Le discours prononcé par l’empereur lors de la distribution des récompenses décernées aux exposans de Londres a eu un succès mérité. Le ton d’abord était fait pour nous plaire. Il y a dans cette concise harangue un sourire de gaîté, un grain d’ironie, une pointe de bonne humeur, quelque chose comme ce que les Anglais appellent l’humour, comme ce que nos pères appelaient bien mieux et en bon français le badinage. Un des penseurs politiques les plus profonds que la France ait produits, Montesquieu en personne, s’est chargé de définir le badinage. C’est un de ses Persans qui parle. « Il faut, dit-il, pour plaire aux femmes, un certain talent… Il consiste dans une espèce de badinage dans l’esprit, qui les amuse en ce qu’il semble leur promettre à chaque instant ce qu’on ne peut tenir que dans de trop longs intervalles. Ce badinage… semble être parvenu à former le caractère général de la nation.

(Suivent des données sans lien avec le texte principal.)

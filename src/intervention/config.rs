use anyhow::{bail, ensure, Result};
use serde::{Deserialize, Serialize};

use crate::intervention::channel::Channel;
use crate::models::TaskType;

/// Ascending level-1 / level-2 / level-3 floors for one channel.
#[derive(Debug, Clone, Copy, Serialize, Deserialize, PartialEq)]
pub struct LevelFloors {
    pub level1: f64,
    pub level2: f64,
    pub level3: f64,
}

impl LevelFloors {
    pub const fn new(level1: f64, level2: f64, level3: f64) -> Self {
        Self {
            level1,
            level2,
            level3,
        }
    }

    fn validate(&self, what: &str) -> Result<()> {
        for floor in [self.level1, self.level2, self.level3] {
            ensure!(
                floor.is_finite() && (0.0..=1.0).contains(&floor),
                "{what}: floor {floor} outside [0, 1]"
            );
        }
        if !(self.level1 < self.level2 && self.level2 < self.level3) {
            bail!(
                "{what}: floors must ascend, got {} / {} / {}",
                self.level1,
                self.level2,
                self.level3
            );
        }
        Ok(())
    }
}

#[derive(Debug, Clone, Copy, Serialize, Deserialize, PartialEq)]
pub struct ChannelFloors {
    pub instability: LevelFloors,
    pub drift: LevelFloors,
    pub fatigue: LevelFloors,
}

impl ChannelFloors {
    pub fn for_channel(&self, channel: Channel) -> &LevelFloors {
        match channel {
            Channel::Instability => &self.instability,
            Channel::Drift => &self.drift,
            Channel::Fatigue => &self.fatigue,
        }
    }
}

/// Floors per task type. Coding tolerates less switching; video tolerates
/// more passivity before drift counts.
#[derive(Debug, Clone, Serialize, Deserialize, PartialEq)]
#[serde(default)]
pub struct TaskThresholds {
    pub coding: ChannelFloors,
    pub writing: ChannelFloors,
    pub reading: ChannelFloors,
    pub video: ChannelFloors,
    pub general: ChannelFloors,
}

impl Default for TaskThresholds {
    fn default() -> Self {
        Self {
            coding: ChannelFloors {
                instability: LevelFloors::new(0.20, 0.30, 0.55),
                drift: LevelFloors::new(0.35, 0.50, 0.70),
                fatigue: LevelFloors::new(0.55, 0.70, 0.85),
            },
            writing: ChannelFloors {
                instability: LevelFloors::new(0.25, 0.40, 0.60),
                drift: LevelFloors::new(0.30, 0.45, 0.65),
                fatigue: LevelFloors::new(0.55, 0.70, 0.85),
            },
            reading: ChannelFloors {
                instability: LevelFloors::new(0.25, 0.40, 0.60),
                drift: LevelFloors::new(0.35, 0.50, 0.70),
                fatigue: LevelFloors::new(0.50, 0.65, 0.80),
            },
            video: ChannelFloors {
                instability: LevelFloors::new(0.30, 0.45, 0.65),
                drift: LevelFloors::new(0.50, 0.65, 0.80),
                fatigue: LevelFloors::new(0.50, 0.65, 0.80),
            },
            general: ChannelFloors {
                instability: LevelFloors::new(0.25, 0.40, 0.60),
                drift: LevelFloors::new(0.35, 0.50, 0.70),
                fatigue: LevelFloors::new(0.55, 0.70, 0.85),
            },
        }
    }
}

impl TaskThresholds {
    pub fn for_task(&self, task: TaskType) -> &ChannelFloors {
        match task {
            TaskType::Coding => &self.coding,
            TaskType::Writing => &self.writing,
            TaskType::Reading => &self.reading,
            TaskType::Video => &self.video,
            TaskType::General => &self.general,
        }
    }
}

#[derive(Debug, Clone, Serialize, Deserialize, PartialEq)]
#[serde(default)]
pub struct CooldownConfig {
    pub instability_secs: u64,
    pub drift_secs: u64,
    pub fatigue_secs: u64,
}

impl Default for CooldownConfig {
    fn default() -> Self {
        Self {
            instability_secs: 180,
            drift_secs: 300,
            fatigue_secs: 480,
        }
    }
}

impl CooldownConfig {
    pub fn for_channel(&self, channel: Channel) -> u64 {
        match channel {
            Channel::Instability => self.instability_secs,
            Channel::Drift => self.drift_secs,
            Channel::Fatigue => self.fatigue_secs,
        }
    }
}

#[derive(Debug, Clone, Serialize, Deserialize, PartialEq)]
#[serde(default)]
pub struct BreakdownModeConfig {
    /// Risk must stay below this to count as a recovery interval
    pub low_risk_threshold: f64,
    /// Consecutive recovery intervals needed to leave breakdown mode
    pub recovery_intervals: u32,
}

impl Default for BreakdownModeConfig {
    fn default() -> Self {
        Self {
            low_risk_threshold: 0.35,
            recovery_intervals: 2,
        }
    }
}

#[derive(Debug, Clone, Serialize, Deserialize, PartialEq)]
#[serde(default)]
pub struct BandConfig {
    pub yellow: f64,
    pub red: f64,
}

impl Default for BandConfig {
    fn default() -> Self {
        Self {
            yellow: 0.4,
            red: 0.7,
        }
    }
}

#[derive(Debug, Clone, Serialize, Deserialize, PartialEq)]
#[serde(default)]
pub struct BannerConfig {
    /// Set when the banner shows; guards against red/yellow flapping
    pub entry_cooldown_secs: u64,
    pub auto_dismiss_secs: u64,
    /// Set on dismissal or timeout so the banner can come back soon
    pub refire_cooldown_secs: u64,
}

impl Default for BannerConfig {
    fn default() -> Self {
        Self {
            entry_cooldown_secs: 60,
            auto_dismiss_secs: 30,
            refire_cooldown_secs: 20,
        }
    }
}

#[derive(Debug, Clone, Serialize, Deserialize, PartialEq)]
#[serde(default)]
pub struct InterventionConfig {
    pub thresholds: TaskThresholds,
    pub cooldowns: CooldownConfig,
    /// Hysteresis counters saturate here
    pub max_hysteresis: u32,
    /// Counter value a level-3 reading needs before it may fire
    pub sustain_intervals: u32,
    pub breakdown_mode: BreakdownModeConfig,
    pub band: BandConfig,
    pub banner: BannerConfig,
}

impl Default for InterventionConfig {
    fn default() -> Self {
        Self {
            thresholds: TaskThresholds::default(),
            cooldowns: CooldownConfig::default(),
            max_hysteresis: 3,
            sustain_intervals: 2,
            breakdown_mode: BreakdownModeConfig::default(),
            band: BandConfig::default(),
            banner: BannerConfig::default(),
        }
    }
}

impl InterventionConfig {
    pub fn validate(&self) -> Result<()> {
        for task in TaskType::ALL {
            let floors = self.thresholds.for_task(task);
            for channel in Channel::ALL {
                floors
                    .for_channel(channel)
                    .validate(&format!("{task} {channel} thresholds"))?;
            }
        }

        ensure!(self.max_hysteresis >= 1, "max_hysteresis must be at least 1");
        ensure!(
            self.sustain_intervals <= self.max_hysteresis,
            "sustain_intervals ({}) can never be reached with max_hysteresis {}",
            self.sustain_intervals,
            self.max_hysteresis
        );

        let low = self.breakdown_mode.low_risk_threshold;
        ensure!(
            (0.0..=1.0).contains(&low),
            "low_risk_threshold {low} outside [0, 1]"
        );
        ensure!(
            self.breakdown_mode.recovery_intervals >= 1,
            "recovery_intervals must be at least 1"
        );

        let BandConfig { yellow, red } = self.band;
        ensure!(
            (0.0..=1.0).contains(&yellow) && (0.0..=1.0).contains(&red) && yellow < red,
            "band thresholds must satisfy 0 <= yellow < red <= 1, got {yellow} / {red}"
        );
        Ok(())
    }
}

On badine au conseil, on badine à la tête d’une armée, on badine avec un ambassadeur. » Nous sommes enchantés, nous surtout hommes de presse à qui le pouvoir se présente trop souvent avec la tête de Méduse des avertissemens, que l’empereur ait bien voulu cette fois employer, en parlant au public, une des formes les plus heureuses de l’esprit national.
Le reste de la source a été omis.